Okay, I’ve done what I hope will be a helpful thing and created headings to make it easier for readers to access the content you’re interested in. Check out the new Dead Ringer heading to catch up on previous chapters. New subscribers can scroll to the very beginning and click through. Happy July! Hope y’all are staying cool wherever you are! (Read Chapter 29 here.)
CHAPTER THIRTY
Will accepted my apology with a gruff, “Jesus Christ, I’m fine, let it go,” and then we slid right back into what had felt so easy right from the beginning.
“Let’s get together this week,” I said, “but you pick where this time.” I decided to tread lightly but honestly around his issues with alcohol.
“Yeah, whatever,” he said. I heard a deep inhale as he sucked on a Kool, and then a long release of smoke. “I’ll get back to you.”
“You do that,” I said. “I’m glad to know you’re still going to be a royal pain in my ass.”
“Go to hell,” he said, and then, “Maybe day after tomorrow?”
“Sure.”
“I’m glad you called, Blainey,” he said. Before I could respond, he ended the call.
I hadn’t known Will for very long, but I had the impression he wasn’t glad about much. From the few things he’d told me, I knew life had dealt him some pretty hard blows, and I was deeply moved by what seemed a gesture of vulnerability from a man my counselor would have described as “well-defended.” I was really looking forward to seeing him again. I missed having friends.

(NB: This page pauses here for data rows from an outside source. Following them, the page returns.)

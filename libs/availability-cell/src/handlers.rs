use axum::{
    extract::{rejection::JsonRejection, Extension, Path, State},
    Json,
};
use serde_json::{json, Value};

use shared_database::AppState;
use shared_models::auth::AuthUser;
use shared_models::error::AppError;

use crate::models::UpdateAvailabilityRequest;
use crate::services::AvailabilityService;

#[axum::debug_handler(state = AppState)]
pub async fn get_availability(
    State(state): State<AppState>,
    Path(user_id): Path<String>,
) -> Result<Json<Value>, AppError> {
    let availability_service = AvailabilityService::new(&state);

    let availability = availability_service.get_availability(&user_id).await?;

    Ok(Json(json!({
        "success": true,
        "data": availability
    })))
}

#[axum::debug_handler(state = AppState)]
pub async fn update_availability(
    State(state): State<AppState>,
    Path(user_id): Path<String>,
    Extension(user): Extension<AuthUser>,
    payload: Result<Json<UpdateAvailabilityRequest>, JsonRejection>,
) -> Result<Json<Value>, AppError> {
    let Json(request) = payload?;
    let availability_service = AvailabilityService::new(&state);

    let availability = availability_service
        .update_availability(&user, &user_id, request)
        .await?;

    Ok(Json(json!({
        "success": true,
        "data": availability
    })))
}
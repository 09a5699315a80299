use axum::{
    extract::{Extension, Path, State},
    Json,
};
use assert_matches::assert_matches;
use serde_json::json;

use availability_cell::handlers::{get_availability, update_availability};
use availability_cell::models::UpdateAvailabilityRequest;
use shared_models::account::Role;
use shared_models::error::AppError;
use shared_utils::test_utils::{AccountFixtures, TestConfig, TestUser};

#[tokio::test]
async fn test_get_default_availability_for_doctor() {
    let state = AccountFixtures::seeded_state(&TestConfig::default()).await;

    let Json(body) = get_availability(State(state), Path("d1".to_string())).await.unwrap();

    assert_eq!(body["success"], true);
    let weekly = body["data"]["weeklyHours"].as_array().unwrap();
    assert_eq!(weekly.len(), 7);
    assert_eq!(weekly[4]["day"], "Fri");
    assert_eq!(weekly[4]["end"], "17:00");
    assert_eq!(weekly[6]["enabled"], false);
    assert_eq!(body["data"]["blockedDates"], json!([]));
}

#[tokio::test]
async fn test_get_availability_for_patient_is_rejected() {
    let state = AccountFixtures::seeded_state(&TestConfig::default()).await;

    let result = get_availability(State(state), Path("p1".to_string())).await;

    assert_matches!(result, Err(AppError::ValidationError(msg)) if msg == "User is not a doctor");
}

#[tokio::test]
async fn test_get_availability_for_unknown_user() {
    let state = AccountFixtures::seeded_state(&TestConfig::default()).await;

    let result = get_availability(State(state), Path("ghost".to_string())).await;

    assert_matches!(result, Err(AppError::NotFound(msg)) if msg == "User not found");
}

#[tokio::test]
async fn test_update_blocked_dates_keeps_weekly_hours() {
    let state = AccountFixtures::seeded_state(&TestConfig::default()).await;
    let doctor = TestUser::new("d1", Role::Doctor);
    let request = UpdateAvailabilityRequest {
        weekly_hours: None,
        blocked_dates: Some(json!(["2026-03-12", "2026-03-10", "2026-03-12"])),
    };

    let Json(body) = update_availability(
        State(state.clone()),
        Path("d1".to_string()),
        Extension(doctor.to_auth_user()),
        Ok(Json(request)),
    )
    .await
    .unwrap();

    assert_eq!(body["data"]["blockedDates"], json!(["2026-03-10", "2026-03-12"]));
    assert_eq!(body["data"]["weeklyHours"].as_array().unwrap().len(), 7);

    let stored = state.accounts.find_account("d1").await.unwrap().unwrap();
    assert_eq!(stored.kind.availability().unwrap().blocked_dates.len(), 2);
}

#[tokio::test]
async fn test_update_replaces_weekly_hours_in_full() {
    let state = AccountFixtures::seeded_state(&TestConfig::default()).await;
    let doctor = TestUser::new("d1", Role::Doctor);
    let mut week = AccountFixtures::weekly_hours_json("12:00", "18:00");
    week.as_array_mut().unwrap().reverse();
    let request = UpdateAvailabilityRequest {
        weekly_hours: Some(week),
        blocked_dates: Some(json!("not-a-list")),
    };

    let Json(body) = update_availability(
        State(state),
        Path("d1".to_string()),
        Extension(doctor.to_auth_user()),
        Ok(Json(request)),
    )
    .await
    .unwrap();

    let weekly = body["data"]["weeklyHours"].as_array().unwrap();
    assert_eq!(weekly.len(), 7);
    assert_eq!(weekly[0]["day"], "Mon");
    assert_eq!(weekly[0]["start"], "12:00");
    assert_eq!(weekly[6]["day"], "Sun");
    assert_eq!(weekly[6]["enabled"], false);
    assert_eq!(body["data"]["blockedDates"], json!([]));
}

#[tokio::test]
async fn test_partial_week_is_rejected_and_hours_kept() {
    let state = AccountFixtures::seeded_state(&TestConfig::default()).await;
    let doctor = TestUser::new("d1", Role::Doctor);
    let request = UpdateAvailabilityRequest {
        weekly_hours: Some(json!([
            {"day": "Mon", "start": "10:00", "end": "11:00"},
            {"day": "Tue", "start": "10:00", "end": "11:00"}
        ])),
        blocked_dates: None,
    };

    let result = update_availability(
        State(state.clone()),
        Path("d1".to_string()),
        Extension(doctor.to_auth_user()),
        Ok(Json(request)),
    )
    .await;

    assert_matches!(result, Err(AppError::ValidationError(msg)) if msg.contains("all seven days"));
    let stored = state.accounts.find_account("d1").await.unwrap().unwrap();
    let weekly = &stored.kind.availability().unwrap().weekly_hours;
    assert_eq!(weekly.len(), 7);
    assert_eq!(weekly[0].start, "09:00");
}

#[tokio::test]
async fn test_invalid_entry_stores_nothing() {
    let state = AccountFixtures::seeded_state(&TestConfig::default()).await;
    let doctor = TestUser::new("d1", Role::Doctor);
    let request = UpdateAvailabilityRequest {
        weekly_hours: Some(json!([{"day": "Mon", "start": "18:00", "end": "09:00"}])),
        blocked_dates: Some(json!(["2026-03-10"])),
    };

    let result = update_availability(
        State(state.clone()),
        Path("d1".to_string()),
        Extension(doctor.to_auth_user()),
        Ok(Json(request)),
    )
    .await;

    assert_matches!(result, Err(AppError::ValidationError(_)));
    let stored = state.accounts.find_account("d1").await.unwrap().unwrap();
    assert!(stored.kind.availability().unwrap().blocked_dates.is_empty());
}

#[tokio::test]
async fn test_only_the_doctor_may_update() {
    let state = AccountFixtures::seeded_state(&TestConfig::default()).await;
    let someone_else = TestUser::new("p1", Role::Patient);

    let result = update_availability(
        State(state),
        Path("d1".to_string()),
        Extension(someone_else.to_auth_user()),
        Ok(Json(UpdateAvailabilityRequest::default())),
    )
    .await;

    assert_matches!(result, Err(AppError::Forbidden(_)));
}

#[tokio::test]
async fn test_patient_updating_own_availability_is_rejected() {
    let state = AccountFixtures::seeded_state(&TestConfig::default()).await;
    let patient = TestUser::new("p1", Role::Patient);

    let result = update_availability(
        State(state),
        Path("p1".to_string()),
        Extension(patient.to_auth_user()),
        Ok(Json(UpdateAvailabilityRequest::default())),
    )
    .await;

    assert_matches!(result, Err(AppError::ValidationError(msg)) if msg == "User is not a doctor");
}
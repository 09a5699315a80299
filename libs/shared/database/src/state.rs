use std::sync::Arc;

use axum::extract::FromRef;
use tracing::info;

use shared_config::{AppConfig, StoreBackend};

use crate::memory::InMemoryStore;
use crate::store::{AccountStore, AppointmentStore};
use crate::supabase::SupabaseStore;

/// Shared router state: configuration plus the two collections.
#[derive(Clone)]
pub struct AppState {
    pub config: Arc<AppConfig>,
    pub accounts: Arc<dyn AccountStore>,
    pub appointments: Arc<dyn AppointmentStore>,
}

impl AppState {
    pub fn new(
        config: AppConfig,
        accounts: Arc<dyn AccountStore>,
        appointments: Arc<dyn AppointmentStore>,
    ) -> Self {
        Self {
            config: Arc::new(config),
            accounts,
            appointments,
        }
    }

    pub fn in_memory(config: AppConfig) -> Self {
        let store = Arc::new(InMemoryStore::new());
        Self::new(config, store.clone(), store)
    }

    pub fn from_config(config: AppConfig) -> Self {
        match config.store_backend {
            StoreBackend::Memory => {
                info!("Using in-memory document store");
                Self::in_memory(config)
            }
            StoreBackend::Supabase => {
                info!("Using Supabase store at {}", config.supabase_url);
                let store = Arc::new(SupabaseStore::new(&config));
                Self::new(config, store.clone(), store)
            }
        }
    }
}

impl FromRef<AppState> for Arc<AppConfig> {
    fn from_ref(state: &AppState) -> Self {
        state.config.clone()
    }
}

My life back in Pennsylvania, married and pastoring a church, seemed light years away. After Nate and I split, most of our friends had picked him. I understood. It happens. Coming back to Brady had been surreal in so many ungrounding ways. I’d had to buy a map of the city where I’d grown up and relearn my way around. At the same time, being back in the town where I’d been part of a family, where I’d been rooted, where I’d once belonged, felt like the grace of a much-needed blessing for my battered heart. It had centered me in a way I hadn’t known I needed.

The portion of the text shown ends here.